Мода на реформы, на «радикальные» убеждения прошла.

Давно ли президент Медико-хирургической академии Дубовицкий считался либералом и поддерживал на конференциях прогрессивную партию?

Реакция оказала свое действие и на него. Вместо того чтобы заботиться, как прежде, об устройстве новых институтов и лабораторий, он все свое внимание обратил на внешнюю форму и военную муштру. Появляясь в академии, он распекал студентов: одного за то, что тот не так стоит, другого за то, что он не так сидит или «непочтительно держит руки».

Доставалось и профессорам. Бородин тоже получил как-то замечание:

— Лучше бы вы пришли в форме, теперь времена такие строгие.

Бородин «в пику президенту» на другой же день явился в полной парадной форме, которую полагалось надевать в особо торжественных случаях.

Он пишет, что едва только возложил на себя «амуницию», как от него во все стороны распустилось сияние: «Можно с меня было писать картину Преображения, вроде Рафаэлевской; сияет воротник, сияют обшлага, сияют шестнадцать пуговиц, как звезды, сияют эполеты (убийственно!), как два солнца, сияет темляк, сияет околыш кепи, одним словом — «ваше сиятельство» да и только».

На конференциях Дубовицкий выступал теперь против передовой партии, к которой принадлежали Зинин и Бородин.

В 1867 году Дубовицкий был назначен военно-медицинским инспектором. Но и на этом посту он продолжал поддерживать в академии реакционеров.

Каждый раз, когда избирали нового профессора, начинались горячие споры между обеими партиями. Дубовицкий не был членом Конференции и не имел права голоса. Но, пользуясь своим положением, он всячески старался оказывать давление при выборах.

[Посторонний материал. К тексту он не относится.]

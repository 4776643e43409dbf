//! Heuristics for "was this process started as a daemon?"

use super::identity::ProcessIdentity;

/// Classifies a process as daemonized or not.
///
/// Swap in another rule for containers with a custom init, or service
/// managers that are not PID 1.
pub trait DaemonPolicy: Send + Sync {
    fn is_daemon(&self, identity: &ProcessIdentity, parent: Option<&ProcessIdentity>) -> bool;
}

/// The classic guess: a daemon is any of
/// - a child of init (its launcher exited and it was reparented),
/// - exactly one PID above its parent (the exec-replace pattern),
/// - a fork of a parent running the same program.
#[derive(Debug, Clone, Copy)]
pub struct InitParentHeuristic {
    pub init_pid: i32,
}

impl Default for InitParentHeuristic {
    fn default() -> Self {
        Self { init_pid: 1 }
    }
}

impl DaemonPolicy for InitParentHeuristic {
    fn is_daemon(&self, identity: &ProcessIdentity, parent: Option<&ProcessIdentity>) -> bool {
        let Some(ppid) = identity.parent_pid() else {
            return false;
        };

        ppid == self.init_pid
            || ppid.checked_add(1) == Some(identity.pid())
            || parent.is_some_and(|p| identity.is_fork_of(p))
    }
}
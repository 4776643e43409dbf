//! Waiting for a process we did not spawn.
//!
//! `waitpid` only works on our own children. For anything else Linux offers
//! a pidfd, which becomes readable when the process exits; elsewhere we
//! fall back to probing liveness.

use crate::process::is_process_alive;
use std::thread;
use std::time::Duration;
use tracing::debug;

const POLL_INTERVAL: Duration = Duration::from_millis(100);

/// Block until `pid` has exited. There is no timeout.
pub(crate) fn wait_for_exit(pid: i32) {
    #[cfg(target_os = "linux")]
    match pidfd::wait(pid) {
        Ok(()) => return,
        Err(e) => debug!("pidfd wait for {pid} unavailable ({e}), polling instead"),
    }

    poll_until_gone(pid);
}

fn poll_until_gone(pid: i32) {
    while is_process_alive(pid) {
        thread::sleep(POLL_INTERVAL);
    }
    debug!("Process {pid} is gone");
}

#[cfg(target_os = "linux")]
mod pidfd {
    use std::io;
    use std::os::fd::{AsRawFd, FromRawFd, OwnedFd, RawFd};

    pub(super) fn wait(pid: i32) -> io::Result<()> {
        // SAFETY: pidfd_open(pid, flags) returns a new descriptor or -1.
        let raw = unsafe { libc::syscall(libc::SYS_pidfd_open, pid as libc::pid_t, 0 as libc::c_uint) };
        if raw < 0 {
            let err = io::Error::last_os_error();
            if err.raw_os_error() == Some(libc::ESRCH) {
                return Ok(());
            }
            return Err(err);
        }
        // SAFETY: raw is a fresh descriptor that nothing else owns.
        let fd = unsafe { OwnedFd::from_raw_fd(raw as RawFd) };

        let mut pfd = libc::pollfd {
            fd: fd.as_raw_fd(),
            events: libc::POLLIN,
            revents: 0,
        };
        loop {
            // SAFETY: pfd is a single valid pollfd for the duration of the call.
            let rc = unsafe { libc::poll(&mut pfd, 1, -1) };
            if rc > 0 {
                return Ok(());
            }
            if rc < 0 {
                let err = io::Error::last_os_error();
                if err.kind() != io::ErrorKind::Interrupted {
                    return Err(err);
                }
            }
        }
    }
}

Напрасно профессора протестовали, говоря, что самое присутствие его «есть моральный гнет». Дубовицкий, нимало не смущаясь, отвечал, что имеет право присутствовать во всех тех местах, которые ему подведомственны.

Студенты не оставались равнодушными к этой борьбе, к новым порядкам, которые вводило ретивое начальство и которые вызывали в памяти николаевские времена. Начались сходки, волнения.

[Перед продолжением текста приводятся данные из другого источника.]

//! Observable events
//!
//! Every log line emitted at a subsystem boundary carries one of these as
//! its `event` field, so logs can be filtered by a stable name.

use std::fmt;

/// Observable events in sitecontent
#[derive(Debug, Clone, Copy, PartialEq, Eq)]
pub enum Event {
    // Boot
    /// Configuration loaded
    ConfigLoaded,
    /// Schema registry populated and checked
    RegistryReady,
    /// Schema declaration rejected at boot (FATAL)
    RegistryFailed,
    /// Storage backend constructed
    BackendSelected,

    // Reads
    /// Collection snapshot built
    CollectionListed,
    /// Singleton read and validated
    SingletonLoaded,
    /// Record excluded from consumer results
    RecordRejected,

    // Writes
    /// Record persisted
    RecordWritten,
    /// Record deleted
    RecordDeleted,
    /// Write refused because the record does not validate
    WriteRejected,

    /// Full content check finished
    CheckComplete,
}

impl Event {
    /// Returns the string representation of the event
    pub fn as_str(&self) -> &'static str {
        match self {
            Event::ConfigLoaded => "CONFIG_LOADED",
            Event::RegistryReady => "REGISTRY_READY",
            Event::RegistryFailed => "REGISTRY_FAILED",
            Event::BackendSelected => "BACKEND_SELECTED",
            Event::CollectionListed => "COLLECTION_LISTED",
            Event::SingletonLoaded => "SINGLETON_LOADED",
            Event::RecordRejected => "RECORD_REJECTED",
            Event::RecordWritten => "RECORD_WRITTEN",
            Event::RecordDeleted => "RECORD_DELETED",
            Event::WriteRejected => "WRITE_REJECTED",
            Event::CheckComplete => "CHECK_COMPLETE",
        }
    }

    /// Returns true if this event indicates a fatal condition
    pub fn is_fatal(&self) -> bool {
        matches!(self, Event::RegistryFailed)
    }
}

impl fmt::Display for Event {
    fn fmt(&self, f: &mut fmt::Formatter<'_>) -> fmt::Result {
        write!(f, "{}", self.as_str())
    }
}
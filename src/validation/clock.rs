//! Injected clock for date defaults
//!
//! A `today` default resolves at validation time. Reading the date through
//! this trait keeps validation deterministic under test.

use chrono::NaiveDate;

/// Source of the current calendar date
pub trait Clock: Send + Sync + std::fmt::Debug {
    fn today(&self) -> NaiveDate;
}

/// Local wall-clock date
#[derive(Debug, Clone, Copy, Default)]
pub struct SystemClock;

impl Clock for SystemClock {
    fn today(&self) -> NaiveDate {
        chrono::Local::now().date_naive()
    }
}

/// Always reports the same date
#[derive(Debug, Clone, Copy)]
pub struct FixedClock(pub NaiveDate);

impl Clock for FixedClock {
    fn today(&self) -> NaiveDate {
        self.0
    }
}

#[cfg(test)]
mod tests {
    use super::*;

    #[test]
    fn test_fixed_clock() {
        let date = NaiveDate::from_ymd_opt(2024, 2, 29).unwrap();
        let clock = FixedClock(date);
        assert_eq!(clock.today(), date);
        assert_eq!(clock.today(), date);
    }
}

В письмах Бородина к жене чувствуется тревога за студентов, которым грозили репрессии, за судьбу и права академии.

Начальство только о том и думало, как бы искоренить из академии «крамолу» и «вольный» дух. Но оно совсем не заботилось о том, чтобы в академии можно было заниматься науками в мало-мальски сносных условиях. В лабораториях и кабинетах вечно шел ремонт, а толку от него не было никакого. Академическое хозяйство было в полном беспорядке.

Бородин любил академию, но у него вырывались иногда горькие слова: «Проклятое гнездо — эта Академия наша! Ничего-то путно не умеют сделать».

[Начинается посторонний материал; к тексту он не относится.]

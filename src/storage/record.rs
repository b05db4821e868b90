//! Stored record units and their on-disk encoding
//!
//! Data-typed records are a YAML mapping:
//!
//! ```text
//! name: Rust
//! ```
//!
//! Content-typed records carry YAML frontmatter followed by the body:
//!
//! ```text
//! ---
//! title: Hello World
//! tags:
//!   - rust
//! ---
//! Body text...
//! ```
//!
//! Decoding is part of reading. Bytes that cannot be decoded are a
//! storage error and never reach the validator.

use std::fmt;

use serde_json::{Map, Value};

use super::errors::{StorageError, StorageResult};
use crate::schema::RecordFormat;

const FENCE: &str = "---";

/// Address of a stored record inside the content tree
#[derive(Debug, Clone, PartialEq, Eq, Hash, PartialOrd, Ord)]
pub struct RecordLocator {
    path: String,
    format: RecordFormat,
}

impl RecordLocator {
    /// Locator of a data-typed record
    pub fn new(path: impl Into<String>) -> Self {
        Self::with_format(path, RecordFormat::Data)
    }

    pub fn with_format(path: impl Into<String>, format: RecordFormat) -> Self {
        Self {
            path: path.into(),
            format,
        }
    }

    /// Relative path using `/` separators
    pub fn path(&self) -> &str {
        &self.path
    }

    pub fn format(&self) -> RecordFormat {
        self.format
    }
}

impl fmt::Display for RecordLocator {
    fn fmt(&self, f: &mut fmt::Formatter<'_>) -> fmt::Result {
        write!(f, "{}", self.path)
    }
}

/// A stored record before validation
#[derive(Debug, Clone, Default, PartialEq)]
pub struct RawRecord {
    /// Structured fields
    pub data: Map<String, Value>,
    /// Long-form document body, for content-typed records
    pub body: Option<String>,
}

impl RawRecord {
    pub fn new(data: Map<String, Value>) -> Self {
        Self { data, body: None }
    }

    pub fn with_body(mut self, body: impl Into<String>) -> Self {
        self.body = Some(body.into());
        self
    }

    /// Builds a record from a JSON object; non-objects yield empty data
    pub fn from_json(value: Value) -> Self {
        match value {
            Value::Object(data) => Self::new(data),
            _ => Self::default(),
        }
    }
}

/// Serializes a record for the given locator's format.
pub fn encode(locator: &RecordLocator, record: &RawRecord) -> StorageResult<Vec<u8>> {
    let yaml = if record.data.is_empty() {
        String::new()
    } else {
        serde_yaml::to_string(&record.data)
            .map_err(|e| StorageError::encode(locator.path(), e))?
    };

    match locator.format() {
        RecordFormat::Data => Ok(yaml.into_bytes()),
        RecordFormat::Content => {
            let body = record.body.as_deref().unwrap_or_default();
            let mut out = String::with_capacity(yaml.len() + body.len() + 8);
            out.push_str(FENCE);
            out.push('\n');
            out.push_str(&yaml);
            out.push_str(FENCE);
            out.push('\n');
            out.push_str(body);
            Ok(out.into_bytes())
        }
    }
}

/// Parses stored bytes according to the locator's format.
pub fn decode(locator: &RecordLocator, bytes: &[u8]) -> StorageResult<RawRecord> {
    let text = std::str::from_utf8(bytes)
        .map_err(|e| StorageError::decode(locator.path(), format!("invalid UTF-8: {}", e)))?;

    match locator.format() {
        RecordFormat::Data => Ok(RawRecord::new(parse_mapping(locator, text)?)),
        RecordFormat::Content => {
            let (frontmatter, body) = split_frontmatter(locator, text)?;
            let data = match frontmatter {
                Some(yaml) => parse_mapping(locator, yaml)?,
                None => Map::new(),
            };
            Ok(RawRecord {
                data,
                body: Some(body.to_string()),
            })
        }
    }
}

/// Splits `---` delimited frontmatter from the body.
///
/// A unit without an opening fence is all body. An opening fence with no
/// closing fence is truncated and fails to decode.
fn split_frontmatter<'a>(
    locator: &RecordLocator,
    text: &'a str,
) -> StorageResult<(Option<&'a str>, &'a str)> {
    let Some(rest) = strip_fence_line(text) else {
        return Ok((None, text));
    };

    let mut offset = 0;
    for line in rest.split_inclusive('\n') {
        if line.trim_end_matches(['\r', '\n']) == FENCE {
            let frontmatter = &rest[..offset];
            let body = &rest[offset + line.len()..];
            return Ok((Some(frontmatter), body));
        }
        offset += line.len();
    }

    Err(StorageError::decode(
        locator.path(),
        "frontmatter is not terminated",
    ))
}

fn strip_fence_line(text: &str) -> Option<&str> {
    let rest = text.strip_prefix(FENCE)?;
    rest.strip_prefix("\r\n").or_else(|| rest.strip_prefix('\n'))
}

fn parse_mapping(locator: &RecordLocator, yaml: &str) -> StorageResult<Map<String, Value>> {
    if yaml.trim().is_empty() {
        return Ok(Map::new());
    }
    let value: Value =
        serde_yaml::from_str(yaml).map_err(|e| StorageError::decode(locator.path(), e))?;
    match value {
        Value::Object(map) => Ok(map),
        Value::Null => Ok(Map::new()),
        other => Err(StorageError::decode(
            locator.path(),
            format!("expected a mapping, found {}", yaml_kind(&other)),
        )),
    }
}

fn yaml_kind(value: &Value) -> &'static str {
    match value {
        Value::Null => "null",
        Value::Bool(_) => "a boolean",
        Value::Number(_) => "a number",
        Value::String(_) => "a string",
        Value::Array(_) => "a sequence",
        Value::Object(_) => "a mapping",
    }
}

#[cfg(test)]
mod tests {
    use super::*;
    use serde_json::json;

    fn content(path: &str) -> RecordLocator {
        RecordLocator::with_format(path, RecordFormat::Content)
    }

    #[test]
    fn test_decode_data_record() {
        let locator = RecordLocator::new("src/content/tags/rust.yaml");
        let record = decode(&locator, b"name: Rust\n").unwrap();
        assert_eq!(record.data["name"], json!("Rust"));
        assert_eq!(record.body, None);
    }

    #[test]
    fn test_decode_frontmatter() {
        let locator = content("src/content/posts/hello.mdoc");
        let text = "---\ntitle: Hello\ntags:\n  - rust\n---\nFirst line\n\n---\nnot a fence\n";
        let record = decode(&locator, text.as_bytes()).unwrap();
        assert_eq!(record.data["title"], json!("Hello"));
        assert_eq!(record.data["tags"], json!(["rust"]));
        assert_eq!(record.body.as_deref(), Some("First line\n\n---\nnot a fence\n"));
    }

    #[test]
    fn test_truncated_frontmatter_fails() {
        let locator = content("src/content/posts/broken.mdoc");
        let err = decode(&locator, b"---\ntitle: Hello\n").unwrap_err();
        assert!(matches!(err, StorageError::Decode { .. }));
    }

    #[test]
    fn test_invalid_utf8_fails() {
        let locator = RecordLocator::new("a.yaml");
        let err = decode(&locator, &[0xff, 0xfe, 0x00]).unwrap_err();
        assert!(matches!(err, StorageError::Decode { .. }));
    }

    #[test]
    fn test_non_mapping_fails() {
        let locator = RecordLocator::new("a.yaml");
        let err = decode(&locator, b"- one\n- two\n").unwrap_err();
        assert!(err.to_string().contains("expected a mapping"));
    }

    #[test]
    fn test_missing_frontmatter_is_body() {
        let locator = content("a.mdoc");
        let record = decode(&locator, b"just text").unwrap();
        assert!(record.data.is_empty());
        assert_eq!(record.body.as_deref(), Some("just text"));
    }

    #[test]
    fn test_content_round_trip() {
        let locator = content("src/content/posts/hello.mdoc");
        let record = RawRecord::from_json(json!({ "title": "Hello", "draft": false }))
            .with_body("# Heading\n\nText\n");
        let bytes = encode(&locator, &record).unwrap();
        assert!(bytes.starts_with(b"---\n"));
        assert_eq!(decode(&locator, &bytes).unwrap(), record);
    }

    #[test]
    fn test_empty_body_round_trip() {
        let locator = content("a.mdoc");
        let record = RawRecord::from_json(json!({ "title": "A" })).with_body("");
        let bytes = encode(&locator, &record).unwrap();
        assert_eq!(decode(&locator, &bytes).unwrap(), record);
    }
}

Люди, стоявшие у кормила власти, не умели ценить больших ученых, не умели беречь их время. Зинину и Бородину некогда было и вздохнуть, а их заваливали такими делами, которые только мешали им делать то, чего никто, кроме них, не мог бы сделать.

Разве нужно было быть Бородиным, чтобы заниматься проверкой счетов, заказами, уборкой лаборатории? И это еще были обычные занятия, а иногда появлялись и непредвиденные.

Однажды в лаборатории Бородина появился высокопоставленный гость — герцог Лейхтенбергский. Молодой герцог отличался любознательностью. Это было бы только похвально, если бы он был просто любознательным юношей. Но этот юноша принадлежал к царствующему дому, и его любознательность доставила немало хлопот Зинину и Бородину. Зинину, который был уже далеко не молод и болен, пришлось совершить в свите герцога утомительное путешествие по Уралу. А у Бородина прибавилось немало работы в академии. Герцог проводил у него в лаборатории часа четыре и исчезал. И профессору приходилось доделывать анализы, начатые «августейшим» учеником: фильтровать, выпаривать, высушивать, наводит' литературные справки, вычислять данные опыта.